> [Task to carry out] All entries must be extracted exactly, with nothing added or dropped.

> [Records provided]
--- START ---
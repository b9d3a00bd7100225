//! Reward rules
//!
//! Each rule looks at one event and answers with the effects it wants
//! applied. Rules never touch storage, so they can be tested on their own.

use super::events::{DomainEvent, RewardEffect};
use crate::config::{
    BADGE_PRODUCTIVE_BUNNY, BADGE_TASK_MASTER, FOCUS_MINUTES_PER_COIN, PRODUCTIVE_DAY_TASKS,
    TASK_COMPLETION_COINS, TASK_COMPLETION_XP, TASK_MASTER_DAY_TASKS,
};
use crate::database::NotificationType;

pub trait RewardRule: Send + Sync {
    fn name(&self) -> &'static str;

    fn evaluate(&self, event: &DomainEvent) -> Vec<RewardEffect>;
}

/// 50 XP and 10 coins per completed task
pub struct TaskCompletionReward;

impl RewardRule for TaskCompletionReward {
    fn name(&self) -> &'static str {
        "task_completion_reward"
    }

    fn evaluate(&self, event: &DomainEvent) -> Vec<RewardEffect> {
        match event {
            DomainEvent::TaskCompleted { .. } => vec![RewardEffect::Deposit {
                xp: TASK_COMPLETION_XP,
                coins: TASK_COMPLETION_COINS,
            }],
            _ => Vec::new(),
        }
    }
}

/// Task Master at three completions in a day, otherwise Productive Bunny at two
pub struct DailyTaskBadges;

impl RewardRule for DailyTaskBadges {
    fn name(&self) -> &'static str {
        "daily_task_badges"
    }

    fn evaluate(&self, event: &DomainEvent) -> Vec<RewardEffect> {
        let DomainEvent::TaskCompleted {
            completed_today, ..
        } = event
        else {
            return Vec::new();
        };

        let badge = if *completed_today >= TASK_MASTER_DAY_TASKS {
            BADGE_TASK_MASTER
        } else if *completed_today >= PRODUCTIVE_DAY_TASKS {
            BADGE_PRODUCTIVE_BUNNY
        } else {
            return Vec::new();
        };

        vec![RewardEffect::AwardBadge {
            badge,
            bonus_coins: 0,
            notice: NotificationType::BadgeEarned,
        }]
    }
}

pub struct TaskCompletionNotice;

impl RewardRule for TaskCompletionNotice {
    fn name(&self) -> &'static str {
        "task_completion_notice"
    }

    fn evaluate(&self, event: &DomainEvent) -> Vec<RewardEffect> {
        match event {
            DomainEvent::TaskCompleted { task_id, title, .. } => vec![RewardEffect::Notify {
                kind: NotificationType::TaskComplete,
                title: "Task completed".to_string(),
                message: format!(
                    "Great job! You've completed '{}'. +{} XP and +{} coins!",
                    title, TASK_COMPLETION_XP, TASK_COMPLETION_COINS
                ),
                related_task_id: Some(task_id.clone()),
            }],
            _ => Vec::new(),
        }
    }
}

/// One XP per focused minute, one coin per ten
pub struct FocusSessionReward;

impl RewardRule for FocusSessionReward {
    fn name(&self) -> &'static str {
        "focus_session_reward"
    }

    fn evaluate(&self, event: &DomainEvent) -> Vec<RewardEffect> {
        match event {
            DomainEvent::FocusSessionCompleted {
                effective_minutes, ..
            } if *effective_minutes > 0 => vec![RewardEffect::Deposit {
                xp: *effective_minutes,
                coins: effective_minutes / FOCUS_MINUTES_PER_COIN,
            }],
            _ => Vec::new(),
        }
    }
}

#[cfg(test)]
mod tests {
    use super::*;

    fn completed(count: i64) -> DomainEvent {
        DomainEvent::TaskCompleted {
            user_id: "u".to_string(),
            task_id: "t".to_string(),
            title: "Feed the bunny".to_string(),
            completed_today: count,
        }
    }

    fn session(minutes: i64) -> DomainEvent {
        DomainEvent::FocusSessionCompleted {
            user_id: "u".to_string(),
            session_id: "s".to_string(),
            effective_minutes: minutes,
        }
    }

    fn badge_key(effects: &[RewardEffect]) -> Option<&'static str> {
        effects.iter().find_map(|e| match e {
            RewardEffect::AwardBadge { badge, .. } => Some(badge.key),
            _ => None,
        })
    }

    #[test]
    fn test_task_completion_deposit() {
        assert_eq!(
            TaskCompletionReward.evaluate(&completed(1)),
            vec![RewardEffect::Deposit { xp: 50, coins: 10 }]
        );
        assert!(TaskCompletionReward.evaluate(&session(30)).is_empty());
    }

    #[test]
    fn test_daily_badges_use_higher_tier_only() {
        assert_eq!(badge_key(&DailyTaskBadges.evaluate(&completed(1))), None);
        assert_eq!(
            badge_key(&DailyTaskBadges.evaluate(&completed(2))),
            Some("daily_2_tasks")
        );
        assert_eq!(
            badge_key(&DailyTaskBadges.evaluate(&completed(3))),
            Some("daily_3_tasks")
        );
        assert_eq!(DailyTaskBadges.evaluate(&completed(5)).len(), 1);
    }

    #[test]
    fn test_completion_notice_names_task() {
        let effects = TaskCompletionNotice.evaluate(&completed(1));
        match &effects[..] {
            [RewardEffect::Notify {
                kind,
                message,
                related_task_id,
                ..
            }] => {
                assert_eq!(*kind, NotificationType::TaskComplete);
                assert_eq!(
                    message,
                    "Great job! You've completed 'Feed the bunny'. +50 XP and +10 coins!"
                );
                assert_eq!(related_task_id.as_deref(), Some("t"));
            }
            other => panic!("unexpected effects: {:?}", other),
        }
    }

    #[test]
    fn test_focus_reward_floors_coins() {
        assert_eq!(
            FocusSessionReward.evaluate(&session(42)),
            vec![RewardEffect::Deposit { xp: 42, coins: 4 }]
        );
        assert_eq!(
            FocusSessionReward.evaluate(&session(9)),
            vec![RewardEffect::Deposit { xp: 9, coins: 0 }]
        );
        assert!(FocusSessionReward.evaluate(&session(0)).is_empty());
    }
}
--- END ---
> [Problem solution]
repository b9d3a00bd7100225
//! Reward rules
//!
//! Each rule looks at one event and answers with the effects it wants
//! applied. Rules never touch storage, so they can be tested on their own.

use super::events::{DomainEvent, RewardEffect};
use crate::config::{
    BADGE_PRODUCTIVE_BUNNY, BADGE_TASK_MASTER, FOCUS_MINUTES_PER_COIN, PRODUCTIVE_DAY_TASKS,
    TASK_COMPLETION_COINS, TASK_COMPLETION_XP, TASK_MASTER_DAY_TASKS,
};
use crate::database::NotificationType;

pub trait RewardRule: Send + Sync {
    fn name(&self) -> &'static str;

    fn evaluate(&self, event: &DomainEvent) -> Vec<RewardEffect>;
}

/// 50 XP and 10 coins per completed task
pub struct TaskCompletionReward;

impl RewardRule for TaskCompletionReward {
    fn name(&self) -> &'static str {
        "task_completion_reward"
    }

    fn evaluate(&self, event: &DomainEvent) -> Vec<RewardEffect> {
        match event {
            DomainEvent::TaskCompleted { .. } => vec![RewardEffect::Deposit {
                xp: TASK_COMPLETION_XP,
                coins: TASK_COMPLETION_COINS,
            }],
            _ => Vec::new(),
        }
    }
}

/// Task Master at three completions in a day, otherwise Productive Bunny at two
pub struct DailyTaskBadges;

impl RewardRule for DailyTaskBadges {
    fn name(&self) -> &'static str {
        "daily_task_badges"
    }

    fn evaluate(&self, event: &DomainEvent) -> Vec<RewardEffect> {
        let DomainEvent::TaskCompleted {
            completed_today, ..
        } = event
        else {
            return Vec::new();
        };

        let badge = if *completed_today >= TASK_MASTER_DAY_TASKS {
            BADGE_TASK_MASTER
        } else if *completed_today >= PRODUCTIVE_DAY_TASKS {
            BADGE_PRODUCTIVE_BUNNY
        } else {
            return Vec::new();
        };

        vec![RewardEffect::AwardBadge {
            badge,
            bonus_coins: 0,
            notice: NotificationType::BadgeEarned,
        }]
    }
}

pub struct TaskCompletionNotice;

impl RewardRule for TaskCompletionNotice {
    fn name(&self) -> &'static str {
        "task_completion_notice"
    }

    fn evaluate(&self, event: &DomainEvent) -> Vec<RewardEffect> {
        match event {
            DomainEvent::TaskCompleted { task_id, title, .. } => vec![RewardEffect::Notify {
                kind: NotificationType::TaskComplete,
                title: "Task completed".to_string(),
                message: format!(
                    "Great job! You've completed '{}'. +{} XP and +{} coins!",
                    title, TASK_COMPLETION_XP, TASK_COMPLETION_COINS
                ),
                related_task_id: Some(task_id.clone()),
            }],
            _ => Vec::new(),
        }
    }
}

/// One XP per focused minute, one coin per ten
pub struct FocusSessionReward;

impl RewardRule for FocusSessionReward {
    fn name(&self) -> &'static str {
        "focus_session_reward"
    }

    fn evaluate(&self, event: &DomainEvent) -> Vec<RewardEffect> {
        match event {
            DomainEvent::FocusSessionCompleted {
                effective_minutes, ..
            } if *effective_minutes > 0 => vec![RewardEffect::Deposit {
                xp: *effective_minutes,
                coins: effective_minutes / FOCUS_MINUTES_PER_COIN,
            }],
            _ => Vec::new(),
        }
    }
}

#[cfg(test)]
mod tests {
    use super::*;

    fn completed(count: i64) -> DomainEvent {
        DomainEvent::TaskCompleted {
            user_id: "u".to_string(),
            task_id: "t".to_string(),
            title: "Feed the bunny".to_string(),
            completed_today: count,
        }
    }

    fn session(minutes: i64) -> DomainEvent {
        DomainEvent::FocusSessionCompleted {
            user_id: "u".to_string(),
            session_id: "s".to_string(),
            effective_minutes: minutes,
        }
    }

    fn badge_key(effects: &[RewardEffect]) -> Option<&'static str> {
        effects.iter().find_map(|e| match e {
            RewardEffect::AwardBadge { badge, .. } => Some(badge.key),
            _ => None,
        })
    }

    #[test]
    fn test_task_completion_deposit() {
        assert_eq!(
            TaskCompletionReward.evaluate(&completed(1)),
            vec![RewardEffect::Deposit { xp: 50, coins: 10 }]
        );
        assert!(TaskCompletionReward.evaluate(&session(30)).is_empty());
    }

    #[test]
    fn test_daily_badges_use_higher_tier_only() {
        assert_eq!(badge_key(&DailyTaskBadges.evaluate(&completed(1))), None);
        assert_eq!(
            badge_key(&DailyTaskBadges.evaluate(&completed(2))),
            Some("daily_2_tasks")
        );
        assert_eq!(
            badge_key(&DailyTaskBadges.evaluate(&completed(3))),
            Some("daily_3_tasks")
        );
        assert_eq!(DailyTaskBadges.evaluate(&completed(5)).len(), 1);
    }

    #[test]
    fn test_completion_notice_names_task() {
        let effects = TaskCompletionNotice.evaluate(&completed(1));
        match &effects[..] {
            [RewardEffect::Notify {
                kind,
                message,
                related_task_id,
                ..
            }] => {
                assert_eq!(*kind, NotificationType::TaskComplete);
                assert_eq!(
                    message,
                    "Great job! You've completed 'Feed the bunny'. +50 XP and +10 coins!"
                );
                assert_eq!(related_task_id.as_deref(), Some("t"));
            }
            other => panic!("unexpected effects: {:?}", other),
        }
    }

    #[test]
    fn test_focus_reward_floors_coins() {
        assert_eq!(
            FocusSessionReward.evaluate(&session(42)),
            vec![RewardEffect::Deposit { xp: 42, coins: 4 }]
        );
        assert_eq!(
            FocusSessionReward.evaluate(&session(9)),
            vec![RewardEffect::Deposit { xp: 9, coins: 0 }]
        );
        assert!(FocusSessionReward.evaluate(&session(0)).is_empty());
    }
}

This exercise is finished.